Tipping the scales at lowly 348 grams each for a size 44, and being some of the stiffest shoes we’ve seen, Lake have really achieved what they set out to do. Comfort isn’t an issue even with the lack of flex, largely thanks to a heat mouldable heel area, allowing for a custom fit. In addition, the soft kangaroo leather was supple and surprisingly hard wearing, working in conjunction with a Boa retention system to keep the shoes firmly in place.
Although the terrain and tyres will dampen some of the instantaneous feel that the shoes offer, it is apparent how securely in contact with the bike you are. Running in MTB shoes can be a somewhat ‘flat footed’ affair, but despite the zero flex of the sole the shoe follows the natural motion that the foot takes when off the bike. Various different studs are supplied with the shoes, allowing you to custom your set-up to the course and conditions.

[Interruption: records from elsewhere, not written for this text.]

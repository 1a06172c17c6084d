//! Phase folding, phase binning and box-depth measurement.
//!
//! Folding maps every timestamp onto orbital phase in cycles, in
//! `[-0.5, 0.5)`, with zero phase at mid-transit.  Depth measurements compare
//! the median flux inside an "in-window" band around a phase centre against
//! the median of an out-of-window baseline band:
//!
//! `depth = 1 − median(in) / median(baseline)`
//!
//! Empty bands and a non-positive baseline are reported as [`FoldError`]s
//! instead of producing NaN or panicking.

use serde::{Deserialize, Serialize};

use crate::lightcurve::LightCurve;
use crate::stats;

/// Errors raised while folding or measuring a folded light curve.
#[derive(Debug, thiserror::Error)]
pub enum FoldError {
    #[error("fold period must be positive and finite, got {0}")]
    InvalidPeriod(f64),

    #[error("no samples fall in the {0} window")]
    EmptyWindow(&'static str),

    #[error("baseline flux median is not positive ({0})")]
    NonPositiveBaseline(f64),
}

/// A light curve remapped onto orbital phase.
#[derive(Clone, Debug, Default)]
pub struct FoldedLightCurve {
    pub period: f64,
    pub epoch: f64,
    /// Phase in cycles, `-0.5 <= phase < 0.5`.
    pub phase: Vec<f64>,
    pub flux: Vec<f64>,
    pub flux_err: Vec<f64>,
    /// Transit number each sample belongs to (0 is the transit at `epoch`).
    pub transit_number: Vec<i64>,
}

impl FoldedLightCurve {
    pub fn len(&self) -> usize {
        self.phase.len()
    }

    pub fn is_empty(&self) -> bool {
        self.phase.is_empty()
    }

    /// Keep the samples whose transit number satisfies `keep`.
    pub fn filter_transits<F>(&self, keep: F) -> Self
    where
        F: Fn(i64) -> bool,
    {
        let idx: Vec<usize> = (0..self.len()).filter(|&i| keep(self.transit_number[i])).collect();
        Self {
            period: self.period,
            epoch: self.epoch,
            phase: idx.iter().map(|&i| self.phase[i]).collect(),
            flux: idx.iter().map(|&i| self.flux[i]).collect(),
            flux_err: idx.iter().map(|&i| self.flux_err[i]).collect(),
            transit_number: idx.iter().map(|&i| self.transit_number[i]).collect(),
        }
    }

    /// Distinct transit numbers present.
    pub fn transit_numbers(&self) -> Vec<i64> {
        let mut n = self.transit_number.clone();
        n.sort_unstable();
        n.dedup();
        n
    }
}

/// Fold `lc` at `period` with mid-transit at `epoch` (both in days, BTJD).
pub fn fold(lc: &LightCurve, period: f64, epoch: f64) -> Result<FoldedLightCurve, FoldError> {
    if !(period.is_finite() && period > 0.0) {
        return Err(FoldError::InvalidPeriod(period));
    }

    let mut folded = FoldedLightCurve {
        period,
        epoch,
        phase: Vec::with_capacity(lc.len()),
        flux: lc.flux().to_vec(),
        flux_err: lc.flux_err().to_vec(),
        transit_number: Vec::with_capacity(lc.len()),
    };

    for &t in lc.time().iter() {
        let cycles = (t - epoch) / period;
        let n = (cycles + 0.5).floor();
        folded.phase.push(cycles - n);
        folded.transit_number.push(n as i64);
    }

    Ok(folded)
}

/// In-window and baseline phase bands for a depth measurement.
#[derive(Clone, Debug, PartialEq, Serialize, Deserialize)]
pub struct PhaseWindows {
    /// Phase the in-window band is centred on.
    pub center: f64,
    /// In-window band is `|phase − center| < in_half_width`.
    pub in_half_width: f64,
    /// Baseline band is `baseline_min < |phase| < baseline_max`.
    pub baseline_min: f64,
    pub baseline_max: f64,
}

impl Default for PhaseWindows {
    fn default() -> Self {
        Self {
            center: 0.0,
            in_half_width: 0.02,
            baseline_min: 0.1,
            baseline_max: 0.4,
        }
    }
}

impl PhaseWindows {
    /// Windows sized to a transit: the in-window band covers the central
    /// half of the transit and the baseline starts well clear of ingress.
    pub fn for_transit(duration: f64, period: f64) -> Self {
        let frac = duration / period;
        Self {
            center: 0.0,
            in_half_width: 0.25 * frac,
            baseline_min: (1.5 * frac).max(0.1),
            baseline_max: 0.4,
        }
    }

    fn in_window(&self, phase: f64) -> bool {
        (phase - self.center).abs() < self.in_half_width
    }

    fn in_baseline(&self, phase: f64) -> bool {
        let a = phase.abs();
        a > self.baseline_min && a < self.baseline_max
    }
}

/// Depth of a dip measured on a folded light curve.
#[derive(Clone, Debug, PartialEq, Serialize, Deserialize)]
pub struct DepthMeasurement {
    /// `1 − median(in) / median(baseline)`; positive means dimming.
    pub depth: f64,
    /// `std(in) / sqrt(n_in) / median(baseline)`.
    pub depth_err: f64,
    pub n_in: usize,
    pub n_baseline: usize,
}

impl DepthMeasurement {
    pub fn depth_ppm(&self) -> f64 {
        self.depth * 1e6
    }

    pub fn depth_err_ppm(&self) -> f64 {
        self.depth_err * 1e6
    }

    /// Depth in units of its uncertainty; zero when the uncertainty is zero.
    pub fn significance(&self) -> f64 {
        if self.depth_err > 0.0 {
            self.depth / self.depth_err
        } else {
            0.0
        }
    }
}

/// Measure the dip depth inside `windows` on a folded light curve.
pub fn measure_depth(
    folded: &FoldedLightCurve,
    windows: &PhaseWindows,
) -> Result<DepthMeasurement, FoldError> {
    let mut inside = Vec::new();
    let mut baseline = Vec::new();
    for (&phase, &flux) in folded.phase.iter().zip(&folded.flux) {
        if !flux.is_finite() {
            continue;
        }
        if windows.in_window(phase) {
            inside.push(flux);
        } else if windows.in_baseline(phase) {
            baseline.push(flux);
        }
    }

    let flux_in = stats::median(&inside).ok_or(FoldError::EmptyWindow("in-transit"))?;
    let flux_out = stats::median(&baseline).ok_or(FoldError::EmptyWindow("baseline"))?;
    if flux_out <= 0.0 {
        return Err(FoldError::NonPositiveBaseline(flux_out));
    }

    let scatter = stats::std_dev(&inside).unwrap_or(0.0);
    Ok(DepthMeasurement {
        depth: 1.0 - flux_in / flux_out,
        depth_err: scatter / (inside.len() as f64).sqrt() / flux_out,
        n_in: inside.len(),
        n_baseline: baseline.len(),
    })
}

/// One populated phase bin.
#[derive(Clone, Debug, PartialEq, Serialize, Deserialize)]
pub struct PhaseBin {
    pub phase: f64,
    pub flux: f64,
    pub count: usize,
}

/// Median-bin the folded flux between `lo` and `hi` into `nbins` equal
/// bins.  Empty bins are omitted.
pub fn bin_phase(folded: &FoldedLightCurve, lo: f64, hi: f64, nbins: usize) -> Vec<PhaseBin> {
    if nbins == 0 || hi <= lo {
        return Vec::new();
    }
    let width = (hi - lo) / nbins as f64;
    let mut buckets: Vec<Vec<f64>> = vec![Vec::new(); nbins];
    for (&phase, &flux) in folded.phase.iter().zip(&folded.flux) {
        if phase <= lo || phase >= hi || !flux.is_finite() {
            continue;
        }
        let b = (((phase - lo) / width) as usize).min(nbins - 1);
        buckets[b].push(flux);
    }

    buckets
        .iter()
        .enumerate()
        .filter_map(|(i, values)| {
            stats::median(values).map(|flux| PhaseBin {
                phase: lo + (i as f64 + 0.5) * width,
                flux,
                count: values.len(),
            })
        })
        .collect()
}

#[cfg(test)]
mod tests {
    use super::*;
    use approx::assert_relative_eq;

    fn box_curve(period: f64, epoch: f64, depth: f64, duration: f64) -> LightCurve {
        let n = 4000;
        let time: Vec<f64> = (0..n).map(|i| i as f64 * 0.01).collect();
        let flux: Vec<f64> = time
            .iter()
            .map(|&t| {
                let x = (t - epoch) / period;
                let phase = x - (x + 0.5).floor();
                if (phase * period).abs() < duration / 2.0 {
                    1.0 - depth
                } else {
                    1.0
                }
            })
            .collect();
        LightCurve::from_vecs("test", time, flux, vec![1e-3; n]).unwrap()
    }

    #[test]
    fn phases_are_in_half_open_range() {
        let lc = box_curve(3.0, 1.0, 0.01, 0.1);
        let folded = fold(&lc, 3.0, 1.0).unwrap();
        assert!(folded.phase.iter().all(|&p| (-0.5..0.5).contains(&p)));
        assert_eq!(folded.len(), lc.len());
    }

    #[test]
    fn transit_numbers_count_cycles() {
        let lc = box_curve(3.0, 1.0, 0.01, 0.1);
        let folded = fold(&lc, 3.0, 1.0).unwrap();
        // t = 0..40 with epoch 1 and period 3 spans transits 0..=13
        assert_eq!(folded.transit_numbers(), (0..=13).collect::<Vec<i64>>());
    }

    #[test]
    fn invalid_period_is_rejected() {
        let lc = box_curve(3.0, 1.0, 0.01, 0.1);
        assert!(matches!(fold(&lc, 0.0, 1.0), Err(FoldError::InvalidPeriod(_))));
        assert!(matches!(fold(&lc, f64::NAN, 1.0), Err(FoldError::InvalidPeriod(_))));
    }

    #[test]
    fn measures_box_depth() {
        let lc = box_curve(3.0, 1.0, 0.01, 0.2);
        let folded = fold(&lc, 3.0, 1.0).unwrap();
        let m = measure_depth(&folded, &PhaseWindows::for_transit(0.2, 3.0)).unwrap();
        assert_relative_eq!(m.depth, 0.01, epsilon = 1e-9);
        assert!(m.n_in > 0);
        assert!(m.n_baseline > m.n_in);
    }

    #[test]
    fn empty_in_window_is_an_error() {
        let lc = box_curve(3.0, 1.0, 0.01, 0.2);
        let folded = fold(&lc, 3.0, 1.0).unwrap();
        let windows = PhaseWindows {
            in_half_width: 0.0,
            ..PhaseWindows::default()
        };
        assert!(matches!(
            measure_depth(&folded, &windows),
            Err(FoldError::EmptyWindow("in-transit"))
        ));
    }

    #[test]
    fn zero_baseline_is_an_error() {
        let n = 100;
        let time: Vec<f64> = (0..n).map(|i| i as f64 * 0.1).collect();
        let lc = LightCurve::from_vecs("zero", time, vec![0.0; n], vec![1.0; n]).unwrap();
        let folded = fold(&lc, 2.0, 0.0).unwrap();
        assert!(matches!(
            measure_depth(&folded, &PhaseWindows::default()),
            Err(FoldError::NonPositiveBaseline(_))
        ));
    }

    #[test]
    fn odd_even_split_keeps_parity() {
        let lc = box_curve(3.0, 1.0, 0.01, 0.2);
        let folded = fold(&lc, 3.0, 1.0).unwrap();
        let odd = folded.filter_transits(|n| n.rem_euclid(2) == 1);
        assert!(odd.transit_number.iter().all(|n| n % 2 == 1));
        let even = folded.filter_transits(|n| n.rem_euclid(2) == 0);
        assert_eq!(odd.len() + even.len(), folded.len());
    }

    #[test]
    fn binning_returns_medians_of_populated_bins() {
        let lc = box_curve(3.0, 1.0, 0.01, 0.2);
        let folded = fold(&lc, 3.0, 1.0).unwrap();
        let bins = bin_phase(&folded, -0.15, 0.15, 30);
        assert!(!bins.is_empty());
        let centre = bins
            .iter()
            .min_by(|a, b| a.phase.abs().partial_cmp(&b.phase.abs()).unwrap())
            .unwrap();
        assert_relative_eq!(centre.flux, 0.99, epsilon = 1e-9);
        let edge = bins.first().unwrap();
        assert_relative_eq!(edge.flux, 1.0, epsilon = 1e-9);
    }
}
// ---------------------------------------------------------------------------
// Periodogram
// ---------------------------------------------------------------------------

/// Best-fit box at a single trial period.
#[derive(Clone, Copy, Debug, Default, PartialEq, Serialize, Deserialize)]
pub struct BoxFit {
    pub period: f64,
    pub power: f64,
    pub depth: f64,
    pub depth_err: f64,
    pub duration: f64,
    pub transit_time: f64,
}

/// Power and best-fit box parameters on a grid of trial periods, in
/// ascending period order.
#[derive(Clone, Debug, Default, PartialEq, Serialize, Deserialize)]
pub struct Periodogram {
    pub periods: Vec<f64>,
    pub power: Vec<f64>,
    pub depth: Vec<f64>,
    pub depth_err: Vec<f64>,
    pub duration: Vec<f64>,
    pub transit_time: Vec<f64>,
}

impl Periodogram {
    pub fn from_fits(fits: Vec<BoxFit>) -> Self {
        let mut pg = Self::default();
        for f in fits {
            pg.periods.push(f.period);
            pg.power.push(f.power);
            pg.depth.push(f.depth);
            pg.depth_err.push(f.depth_err);
            pg.duration.push(f.duration);
            pg.transit_time.push(f.transit_time);
        }
        pg
    }

    pub fn len(&self) -> usize {
        self.periods.len()
    }

    pub fn is_empty(&self) -> bool {
        self.periods.is_empty()
    }

    pub fn fit(&self, i: usize) -> BoxFit {
        BoxFit {
            period: self.periods[i],
            power: self.power[i],
            depth: self.depth[i],
            depth_err: self.depth_err[i],
            duration: self.duration[i],
            transit_time: self.transit_time[i],
        }
    }

    /// Index of the maximum power, if any entry has finite power.
    pub fn argmax(&self) -> Option<usize> {
        self.power
            .iter()
            .enumerate()
            .filter(|(_, p)| p.is_finite())
            .max_by(|a, b| a.1.partial_cmp(b.1).unwrap_or(std::cmp::Ordering::Equal))
            .map(|(i, _)| i)
    }

    /// Box fit at the maximum power.
    pub fn best(&self) -> Option<BoxFit> {
        self.argmax().map(|i| self.fit(i))
    }

    pub fn max_power(&self) -> Option<f64> {
        self.best().map(|b| b.power)
    }

    /// A copy without the periods within ±`half_width` days of `period`.
    pub fn without_window(&self, period: f64, half_width: f64) -> Self {
        let fits = (0..self.len())
            .filter(|&i| (self.periods[i] - period).abs() > half_width)
            .map(|i| self.fit(i))
            .collect();
        Self::from_fits(fits)
    }

    /// Box fit at the maximum power expressed as a candidate record.
    pub fn candidate_at(&self, i: usize, rank: usize) -> TransitCandidate {
        let f = self.fit(i);
        TransitCandidate {
            rank,
            period: f.period,
            power: f.power,
            depth: f.depth,
            depth_err: f.depth_err,
            duration: f.duration,
            transit_time: f.transit_time,
        }
    }
}

// ---------------------------------------------------------------------------
// BlsEngine
// ---------------------------------------------------------------------------

/// Flux prepared for repeated folding: times relative to the first sample,
/// mean-subtracted flux, and inverse-variance weights.
struct Prepared {
    t_ref: f64,
    t: Vec<f64>,
    y: Vec<f64>,
    w: Vec<f64>,
    w_total: f64,
    wy_total: f64,
    baseline: f64,
}

impl Prepared {
    fn new(
        time: ArrayView1<'_, f64>,
        flux: ArrayView1<'_, f64>,
        flux_err: ArrayView1<'_, f64>,
    ) -> Result<Self, BlsError> {
        if time.len() != flux.len() || time.len() != flux_err.len() {
            return Err(BlsError::LengthMismatch(time.len(), flux.len(), flux_err.len()));
        }

        let valid_err: Vec<f64> = flux_err
            .iter()
            .copied()
            .filter(|e| e.is_finite() && *e > 0.0)
            .collect();
        let fallback_err = stats::median(&valid_err).unwrap_or(1.0);

        let mut t = Vec::with_capacity(time.len());
        let mut y = Vec::with_capacity(time.len());
        let mut w = Vec::with_capacity(time.len());
        for ((&ti, &fi), &ei) in time.iter().zip(flux.iter()).zip(flux_err.iter()) {
            if !(ti.is_finite() && fi.is_finite()) {
                continue;
            }
            let e = if ei.is_finite() && ei > 0.0 { ei } else { fallback_err };
            t.push(ti);
            y.push(fi);
            w.push(1.0 / (e * e));
        }
        if t.is_empty() {
            return Err(BlsError::EmptyData);
        }

        let t_min = t.iter().copied().fold(f64::INFINITY, f64::min);
        let t_max = t.iter().copied().fold(f64::NEG_INFINITY, f64::max);
        let w_total: f64 = w.iter().sum();
        let mean = w.iter().zip(&y).map(|(wi, yi)| wi * yi).sum::<f64>() / w_total;

        t.iter_mut().for_each(|ti| *ti -= t_min);
        y.iter_mut().for_each(|yi| *yi -= mean);
        let wy_total = w.iter().zip(&y).map(|(wi, yi)| wi * yi).sum();

        Ok(Self {
            t_ref: t_min,
            t,
            y,
            w,
            w_total,
            wy_total,
            baseline: t_max - t_min,
        })
    }
}

/// The Box-Least-Squares search engine.
///
/// Construct with [`BlsParams`] and call [`BlsEngine::search`] on a light
/// curve to obtain a [`Periodogram`].
#[derive(Clone, Debug)]
pub struct BlsEngine {
    params: BlsParams,
}

impl BlsEngine {
    pub fn new(params: BlsParams) -> Self {
        Self { params }
    }

    pub fn params(&self) -> &BlsParams {
        &self.params
    }

    /// Run the period search on a light curve.
    pub fn search(&self, lc: &LightCurve) -> Result<Periodogram, BlsError> {
        let start = Instant::now();
        info!(
            "Starting BLS search on {} samples: period {:.3}-{:.3} d, frequency_factor={:.1}",
            lc.len(),
            self.params.minimum_period,
            self.params.maximum_period,
            self.params.frequency_factor,
        );

        // -- configure rayon thread pool -----------------------------------
        if self.params.n_workers > 0 {
            rayon::ThreadPoolBuilder::new()
                .num_threads(self.params.n_workers)
                .build_global()
                .ok(); // ignore if already initialised
        }

        let pg = self.search_arrays(lc.time(), lc.flux(), lc.flux_err())?;

        let elapsed = start.elapsed().as_millis() as u64;
        match pg.best() {
            Some(best) => info!(
                "BLS complete in {} ms over {} periods; best P={:.4} d, power={:.1}",
                elapsed,
                pg.len(),
                best.period,
                best.power
            ),
            None => info!("BLS complete in {} ms; no dip found", elapsed),
        }
        Ok(pg)
    }

    /// Run the period search on raw columns.  Unlike [`LightCurve`], the
    /// samples need not be ordered or unique (bootstrap resamples and
    /// timestamp permutations are passed through here).
    pub fn search_arrays(
        &self,
        time: ArrayView1<'_, f64>,
        flux: ArrayView1<'_, f64>,
        flux_err: ArrayView1<'_, f64>,
    ) -> Result<Periodogram, BlsError> {
        let prepared = Prepared::new(time, flux, flux_err)?;
        let durations = self.usable_durations()?;
        let periods = self.period_grid(prepared.baseline)?;
        debug!("Searching {} trial periods, {} durations", periods.len(), durations.len());

        let fits: Vec<BoxFit> = periods
            .par_iter()
            .map(|&period| self.evaluate_period(&prepared, period, &durations))
            .collect();

        Ok(Periodogram::from_fits(fits))
    }

    /// Trial durations shorter than the minimum period, ascending.
    pub fn usable_durations(&self) -> Result<Vec<f64>, BlsError> {
        let mut d: Vec<f64> = self
            .params
            .durations
            .iter()
            .copied()
            .filter(|&d| d > 0.0 && d < self.params.minimum_period)
            .collect();
        if d.is_empty() {
            return Err(BlsError::NoUsableDurations(self.params.minimum_period));
        }
        d.sort_by(|a, b| a.partial_cmp(b).unwrap_or(std::cmp::Ordering::Equal));
        Ok(d)
    }

    /// Trial periods for a data set spanning `baseline` days, ascending.
    pub fn period_grid(&self, baseline: f64) -> Result<Vec<f64>, BlsError> {
        let (p_min, p_max) = (self.params.minimum_period, self.params.maximum_period);
        if !(p_min > 0.0 && p_max > p_min && p_max.is_finite()) {
            return Err(BlsError::InvalidPeriodRange { min: p_min, max: p_max });
        }
        if baseline <= 0.0 {
            return Err(BlsError::ZeroBaseline);
        }

        let min_duration = self.usable_durations()?[0];
        let df = self.params.frequency_factor * min_duration / (baseline * baseline);
        let (f_min, f_max) = (1.0 / p_max, 1.0 / p_min);
        let n = (((f_max - f_min) / df) as usize).max(2);
        let step = (f_max - f_min) / (n - 1) as f64;

        // Highest frequency first gives ascending periods.
        Ok((0..n).map(|i| 1.0 / (f_max - i as f64 * step)).collect())
    }

    /// Best box at a single trial period.
    fn evaluate_period(&self, data: &Prepared, period: f64, durations: &[f64]) -> BoxFit {
        let bin_width = durations[0] / self.params.oversample.max(1) as f64;
        let nbins = ((period / bin_width).ceil() as usize).max(1);

        let mut w = vec![0.0; nbins];
        let mut wy = vec![0.0; nbins];
        for ((&t, &y), &wi) in data.t.iter().zip(&data.y).zip(&data.w) {
            let phase = t.rem_euclid(period);
            let b = ((phase / bin_width) as usize).min(nbins - 1);
            w[b] += wi;
            wy[b] += wi * y;
        }

        // Cumulative sums over two periods so windows can wrap.
        let mut cw = vec![0.0; 2 * nbins + 1];
        let mut cwy = vec![0.0; 2 * nbins + 1];
        for j in 0..2 * nbins {
            cw[j + 1] = cw[j] + w[j % nbins];
            cwy[j + 1] = cwy[j] + wy[j % nbins];
        }

        let mut best = BoxFit {
            period,
            ..BoxFit::default()
        };
        let floor = data.w_total * 1e-12;

        for &duration in durations {
            let k = ((duration / bin_width).round() as usize).max(1);
            if k >= nbins {
                continue;
            }
            for s in 0..nbins {
                let w_in = cw[s + k] - cw[s];
                let w_out = data.w_total - w_in;
                if w_in <= floor || w_out <= floor {
                    continue;
                }
                let wy_in = cwy[s + k] - cwy[s];
                let y_in = wy_in / w_in;
                let y_out = (data.wy_total - wy_in) / w_out;
                let depth = y_out - y_in;
                if depth <= 0.0 {
                    continue;
                }

                let power = 0.5 * depth * depth * w_in * w_out / data.w_total;
                if power > best.power {
                    let mid = ((s as f64 + k as f64 / 2.0) * bin_width).rem_euclid(period);
                    best = BoxFit {
                        period,
                        power,
                        depth,
                        depth_err: (1.0 / w_in + 1.0 / w_out).sqrt(),
                        duration,
                        transit_time: data.t_ref + mid,
                    };
                }
            }
        }

        best
    }
}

One negative aspect with the Lake MX331 CX shoes came when clipping in to certain Shimano SPD pedals; the shoes’ narrow recess gives very little side-to-side leeway and the cleat must be centred perfectly. I also questioned some of the meshing on the shoes, keeping my feet warm in winter is a bigger priority for me than keeping them odour free.
It’s a shame there aren’t a few more colour options, orange will not be for everyone, and the alternative all in black are just that, very black. The sizing is very impressive though, offering normal, men’s wide and female sizes.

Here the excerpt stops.